The IMF wants all payments on European loans granted to Greece since its first bailout in 2010 to be deferred until at least 2040 with maturities extended until 2080, according to the note. Interest payments on loans from the euro area’s crisis fund would be fixed at a maximum of 1.5 percent until at least 2045. The IMF’s projections for the Greek economy rely on a baseline assumption that debt will rise to 293.8 percent of gross domestic product by 2060 without the proposed measures.

Greece Debt

The eurozone’s largest creditor did not agree with this. Swept by the success of AfD, Schauble, with the help of others including Belgium, the Netherlands, Austria and Finland, did not understand the logic of the IMF, and with upcoming elections in Germany and with Merkels suffering from low opinion polls for the first time in her tenure, Schauble did not give in: he only wanted debt relief after the elections of 2017 and only when it is necessary. Only minor adjustments can be implemented until 2018. For instance, the interest rise on the second help program was not included.

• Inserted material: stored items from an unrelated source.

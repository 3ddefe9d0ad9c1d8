use serde::{Deserialize, Serialize};

/// A single grid cell.
///
/// Walkability depends only on the variant: `Wall` is the one blocking tile.
/// Damaged variants are what explosions leave behind and stay passable.
#[repr(u8)]
#[derive(Clone, Copy, Debug, Default, PartialEq, Eq, Hash, Serialize, Deserialize)]
pub enum Tile {
    /// Outside any created chunk.
    #[default]
    Void = 0,
    Floor = 1,
    Wall = 2,
    Door = 3,
    DamagedWall = 4,
    DamagedFloor = 5,
}

impl Tile {
    #[inline]
    pub fn is_blocking(self) -> bool {
        matches!(self, Tile::Wall)
    }

    #[inline]
    pub fn is_walkable(self) -> bool {
        !self.is_blocking()
    }

    /// What an explosion turns this tile into, if anything.
    pub fn damaged(self) -> Option<Tile> {
        match self {
            Tile::Wall => Some(Tile::DamagedWall),
            Tile::Floor => Some(Tile::DamagedFloor),
            _ => None,
        }
    }
}
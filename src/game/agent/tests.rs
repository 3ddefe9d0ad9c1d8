use bevy::prelude::*;

use super::*;
use crate::game::pathfinding::{Path, PathFailure};
use crate::game::world::GridSettings;

/// Straight path along +x from `(0, 0)` to `(len - 1, 0)`, goal first.
fn straight_path(len: i32) -> Path {
    Path::new((0..len).rev().map(|x| IVec2::new(x, 0)).collect())
}

fn following(path: Path) -> PathFollower {
    let mut follower = PathFollower::default();
    let goal = path.goal().unwrap();
    let sequence = follower.begin_request(goal);
    follower.apply_resolution(sequence, &Ok(path), &GridSettings::default());
    follower
}

#[test]
fn test_idle_follower_pursues_within_range() {
    let tuning = FollowerTuning::default();
    let follower = PathFollower::default();
    assert_eq!(follower.state(), FollowState::Idle);
    assert!(follower.needs_new_path(IVec2::ZERO, IVec2::new(60, 39), &tuning));
    assert!(!follower.needs_new_path(IVec2::ZERO, IVec2::new(60, 40), &tuning));
}

#[test]
fn test_in_flight_request_suppresses_pursuit() {
    let tuning = FollowerTuning::default();
    let mut follower = PathFollower::default();
    follower.begin_request(IVec2::new(5, 5));
    assert!(follower.is_awaiting());
    assert!(!follower.needs_new_path(IVec2::ZERO, IVec2::new(5, 5), &tuning));
}

#[test]
fn test_replan_requires_short_path_moved_target_and_proximity() {
    let tuning = FollowerTuning::default();
    let goal = IVec2::new(19, 0);

    let short = following(straight_path(20));
    assert_eq!(short.state(), FollowState::Following);
    assert_eq!(short.remaining_steps(), 19);
    assert!(!short.needs_new_path(IVec2::ZERO, goal, &tuning), "target has not moved");
    assert!(short.needs_new_path(IVec2::ZERO, goal + IVec2::Y, &tuning));
    assert!(!short.needs_new_path(IVec2::ZERO, IVec2::new(30, 25), &tuning), "moved but too far");

    let long = following(straight_path(40));
    assert!(!long.needs_new_path(IVec2::ZERO, IVec2::new(10, 0), &tuning), "plenty of path left");
}

#[test]
fn test_walking_toward_a_drifting_target_replans_once_the_path_runs_short() {
    let settings = GridSettings::default();
    let tuning = FollowerTuning::default();
    let mut follower = following(straight_path(40));

    let mut replanned_at = None;
    for tick in 1..40 {
        let target = IVec2::new(39, tick);
        let current = IVec2::new(follower.index() as i32 - 1, 0);
        let remaining = follower.remaining_steps();

        let wants = follower.needs_new_path(current, target, &tuning);
        if remaining >= tuning.replan_remaining_steps {
            assert!(!wants, "tick {tick}: {remaining} steps left, no replan yet");
        } else {
            assert!(wants, "tick {tick}: {remaining} steps left and the target moved");
            replanned_at = Some(remaining);
            break;
        }
        follower.observe_target(target);

        let waypoint = follower.steering_target().unwrap();
        assert_eq!(follower.steer(waypoint, &settings, &tuning), None);
    }

    assert_eq!(replanned_at, Some(tuning.replan_remaining_steps - 1));
}

#[test]
fn test_stale_results_are_discarded() {
    let settings = GridSettings::default();
    let mut follower = PathFollower::default();
    let first = follower.begin_request(IVec2::new(3, 0));
    let second = follower.begin_request(IVec2::new(4, 0));
    assert!(second > first);

    assert_eq!(follower.apply_resolution(first, &Ok(straight_path(4)), &settings), Resolution::Stale);
    assert!(follower.path().is_none());
    assert!(follower.is_awaiting());

    assert_eq!(follower.apply_resolution(second, &Ok(straight_path(5)), &settings), Resolution::Applied);
    assert_eq!(follower.index(), 1);
    assert_eq!(follower.steering_target(), Some(settings.tile_center(IVec2::new(1, 0))));
    assert!(!follower.is_awaiting());
}

#[test]
fn test_failure_clears_the_path() {
    let mut follower = following(straight_path(5));
    let sequence = follower.begin_request(IVec2::new(9, 9));
    let outcome = follower.apply_resolution(sequence, &Err(PathFailure::Exhausted), &GridSettings::default());
    assert_eq!(outcome, Resolution::Failed(PathFailure::Exhausted));
    assert_eq!(follower.state(), FollowState::Idle);
    assert!(follower.steering_target().is_none());
}

#[test]
fn test_steering_walks_waypoints_to_arrival() {
    let settings = GridSettings::default();
    let tuning = FollowerTuning::default();
    let mut follower = following(straight_path(4));

    let start = settings.tile_center(IVec2::ZERO);
    assert_eq!(follower.steer(start, &settings, &tuning), Some(Vec2::X));

    for x in 1..4 {
        let on_waypoint = settings.tile_center(IVec2::new(x, 0)) + Vec2::new(-3.0, 2.0);
        assert_eq!(follower.steer(on_waypoint, &settings, &tuning), None);
        assert_eq!(follower.index(), x as usize + 1);
    }
    assert_eq!(follower.state(), FollowState::Arrived);
    assert!(follower.steering_target().is_none());
    assert_eq!(follower.steer(Vec2::ZERO, &settings, &tuning), None);
}

#[test]
fn test_single_tile_path_has_already_arrived() {
    let follower = following(Path::new(vec![IVec2::new(2, 2)]));
    assert_eq!(follower.state(), FollowState::Arrived);
    assert_eq!(follower.remaining_steps(), 0);
}
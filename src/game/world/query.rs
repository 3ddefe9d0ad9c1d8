use bevy::prelude::*;

use super::tile::Tile;
use super::tile_map::TileMap;

/// Continuous-space queries resolved against the tile grid.
impl TileMap {
    /// First `Wall` tile overlapped by `rect` (world units), scanned row by row.
    ///
    /// The covered tile range is derived from the rectangle corners with
    /// `floor`, so an edge lying exactly on a tile boundary touches that tile.
    pub fn tile_collides(&self, rect: Rect) -> Option<IVec2> {
        let min = self.settings().world_to_tile(rect.min);
        let max = self.settings().world_to_tile(rect.max);
        for y in min.y..=max.y {
            for x in min.x..=max.x {
                let tile = IVec2::new(x, y);
                if self.is_tile(tile, Tile::Wall) {
                    return Some(tile);
                }
            }
        }
        None
    }

    /// Walk the grid cells crossed by the segment `start -> end` and return the
    /// sample points that touch a blocking tile, at most `max_hits` of them.
    ///
    /// Samples are taken at the start and at every cell boundary crossing. Each
    /// sample checks the cell being entered plus the points `epsilon` ahead
    /// along each moving axis, so a wall grazed at a corner is still reported.
    pub fn raycast(&self, start: Vec2, end: Vec2, max_hits: usize, epsilon: f32) -> Vec<Vec2> {
        let delta = end - start;
        let length = delta.length();
        if length <= 0.0 || max_hits == 0 || !length.is_finite() {
            return Vec::new();
        }
        let dir = delta / length;
        let tile_size = self.settings().tile_size;

        let mut cell = self.settings().world_to_tile(start);
        let step = IVec2::new(axis_step(dir.x), axis_step(dir.y));
        let mut t_next = Vec2::new(
            first_crossing(start.x, dir.x, cell.x, tile_size),
            first_crossing(start.y, dir.y, cell.y, tile_size),
        );
        let t_delta = Vec2::new(crossing_interval(dir.x, tile_size), crossing_interval(dir.y, tile_size));
        let probe_x = Vec2::new(step.x as f32 * epsilon, 0.0);
        let probe_y = Vec2::new(0.0, step.y as f32 * epsilon);

        let blocked = |pos: Vec2| self.get_tile(self.settings().world_to_tile(pos)).is_blocking();

        let mut hits = Vec::new();
        let mut t = 0.0;
        while hits.len() < max_hits && t < length {
            let point = start + dir * t;
            let hit = self.get_tile(cell).is_blocking()
                || (step.x != 0 && blocked(point + probe_x))
                || (step.y != 0 && blocked(point + probe_y));
            if hit {
                hits.push(point);
            }

            // A corner crossing moves both axes at once so its point is sampled once.
            let next = t_next.x.min(t_next.y);
            if t_next.x <= next {
                cell.x += step.x;
                t_next.x += t_delta.x;
            }
            if t_next.y <= next {
                cell.y += step.y;
                t_next.y += t_delta.y;
            }
            t = next;
        }
        hits
    }
}

#[inline]
fn axis_step(d: f32) -> i32 {
    if d > 0.0 {
        1
    } else if d < 0.0 {
        -1
    } else {
        0
    }
}

/// Ray parameter of the first boundary crossing on one axis.
#[inline]
fn first_crossing(origin: f32, d: f32, cell: i32, tile_size: f32) -> f32 {
    if d > 0.0 {
        ((cell + 1) as f32 * tile_size - origin) / d
    } else if d < 0.0 {
        (cell as f32 * tile_size - origin) / d
    } else {
        f32::INFINITY
    }
}

#[inline]
fn crossing_interval(d: f32, tile_size: f32) -> f32 {
    if d == 0.0 {
        f32::INFINITY
    } else {
        tile_size / d.abs()
    }
}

Greece and Germany won the argument and the IMF was bought on board. Greece was awarded for implementing harsh reforms on pensions, one of the only welfare citizens received, the labor market and, and public ownership of industries and sectors was privatised – such as some trading harbors. They received 10.3 billion euros as a loan, out of the 86 billion available via the third help programme. With this Greece will survive until October 2016. The IMF, however ‘publically humiliated’ (quote Die Welt) it was by Schauble in the aftermath of its initial report, stood ground on the sustainability of the debt path of Greece. The debt relief effort will be framed by an overall cap of the country’s debt service. Greece’s “gross financial needs” will remain below 15 percent of GDP in the medium term and 20 percent thereafter.

Sustainability of the debt path will be done first by short-term re-profiling of the country’s loans, such as waiving an interest rate hike that should have taken place in 2017 on tranches from the second Greek bailout, agreed in 2012, and making the country take advantage of the low interest rate environment currently benefiting the European Stability Mechanism (the eurozone bailout fund), which funds itself on the markets.

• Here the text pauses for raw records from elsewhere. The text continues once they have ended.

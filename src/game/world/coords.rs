use bevy::math::{IVec2, UVec2, Vec2};
use serde::{Deserialize, Serialize};

/// Geometry shared by every chunk of a map.
#[derive(Clone, Copy, Debug, PartialEq)]
pub struct GridSettings {
    /// Side length of a chunk, in tiles.
    pub chunk_size: usize,
    /// Side length of a tile, in world units.
    pub tile_size: f32,
}

impl Default for GridSettings {
    fn default() -> Self {
        Self { chunk_size: 20, tile_size: 32.0 }
    }
}

impl GridSettings {
    #[inline]
    pub fn chunk_area(&self) -> usize {
        self.chunk_size * self.chunk_size
    }

    #[inline]
    pub fn world_to_tile(&self, pos: Vec2) -> IVec2 {
        (pos / self.tile_size).floor().as_ivec2()
    }

    /// Euclidean division, so tile -1 lands in chunk -1.
    #[inline]
    pub fn tile_to_chunk(&self, tile: IVec2) -> IVec2 {
        let size = self.chunk_size as i32;
        IVec2::new(tile.x.div_euclid(size), tile.y.div_euclid(size))
    }

    #[inline]
    pub fn tile_to_local(&self, tile: IVec2) -> UVec2 {
        let size = self.chunk_size as i32;
        UVec2::new(tile.x.rem_euclid(size) as u32, tile.y.rem_euclid(size) as u32)
    }

    #[inline]
    pub fn world_to_chunk(&self, pos: Vec2) -> IVec2 {
        self.tile_to_chunk(self.world_to_tile(pos))
    }

    /// World tile of a chunk's local (0, 0).
    #[inline]
    pub fn chunk_origin(&self, chunk: IVec2) -> IVec2 {
        chunk * self.chunk_size as i32
    }

    #[inline]
    pub fn local_to_tile(&self, chunk: IVec2, local: UVec2) -> IVec2 {
        self.chunk_origin(chunk) + local.as_ivec2()
    }

    /// Top-left corner of a tile in world units.
    #[inline]
    pub fn tile_to_world(&self, tile: IVec2) -> Vec2 {
        tile.as_vec2() * self.tile_size
    }

    #[inline]
    pub fn tile_center(&self, tile: IVec2) -> Vec2 {
        (tile.as_vec2() + Vec2::splat(0.5)) * self.tile_size
    }
}

/// The four sides of a chunk. `North` is +y.
#[repr(u8)]
#[derive(Clone, Copy, Debug, PartialEq, Eq, Hash, Serialize, Deserialize)]
pub enum Direction {
    East = 0,
    West = 1,
    North = 2,
    South = 3,
}

impl Direction {
    pub const ALL: [Direction; 4] = [Direction::East, Direction::West, Direction::North, Direction::South];

    #[inline]
    pub fn as_index(self) -> usize {
        self as usize
    }

    #[inline]
    pub fn offset(self) -> IVec2 {
        match self {
            Direction::East => IVec2::X,
            Direction::West => IVec2::NEG_X,
            Direction::North => IVec2::Y,
            Direction::South => IVec2::NEG_Y,
        }
    }

    #[inline]
    pub fn opposite(self) -> Direction {
        match self {
            Direction::East => Direction::West,
            Direction::West => Direction::East,
            Direction::North => Direction::South,
            Direction::South => Direction::North,
        }
    }

    /// Direction of a single-axis chunk step, if `step` is one.
    pub fn from_offset(step: IVec2) -> Option<Direction> {
        match (step.x, step.y) {
            (1, 0) => Some(Direction::East),
            (-1, 0) => Some(Direction::West),
            (0, 1) => Some(Direction::North),
            (0, -1) => Some(Direction::South),
            _ => None,
        }
    }
}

Despite the IMF staff’s deep scepticism about Greece’s solvency and the math of the German bailout plan, they ultimately answer to the IMF board, where Western governments such as Germany and the U.S. have a voting majority.

Behind the scenes, German Chancellor Angela Merkel has pressed in recent weeks for the IMF to announce that it will rejoin the bailout, so that she can get the Greek issue off the table quickly without controversy in Germany.

Ms. Merkel and U.S. President Barack Obama are eager to avoid a new drama over Greece when the European Union is looking unusually politically fragile given the refugee crisis, the rise of populist parties across the bloc, and the U.K.’s referendum on whether to leave or remain as an EU member, and of course Merkel’s own unease over the rise of the AfD.

Under pressure from its dominant board members, the IMF had little choice but to accept Germany’s preferred formula on Greek debt.

Difficult talks between the IMF and the eurozone lie ahead this Fall before the IMF finalises its loan programme for Greece. The IMF wants more specifics on the menu of loan-restructuring measures that Europe is prepared to use in 2018. But the IMF is now expected to soften its demands for extra austerity measures by Greece. The IMF programme is likely to set Greece a budget surplus target, excluding interest, of 1.5% of gross domestic product – lower than the 3.5% primary surplus that Europe wants to see. However, without investment and increased tax collections, the government of Tsipras will not manage to steer the budget into a surplus. With unpopularity polls rising for Tsipras following his failure to impose his manifesto commitments regarding austerity, and labour strikes continuing, there is an ongoing question mark over how Greece will continue to implement any additional reforms which arise from the Fall summit in order to gain access to the fresh bailout money.

Greece Budget

Six years after the Greek debt crisis shook the eurozone to its foundations, the Eurogroup deal may once again be seen as a messy compromise mostly aimed at playing for time. Once again, it can be criticised for skirting the radical decisions that would allow Greece to stand on a firmer footing. And once again, it will be seen as a cynical ploy to avoid those decisions because of electoral politics: in this case, postponing major choices until after the 2017 German elections.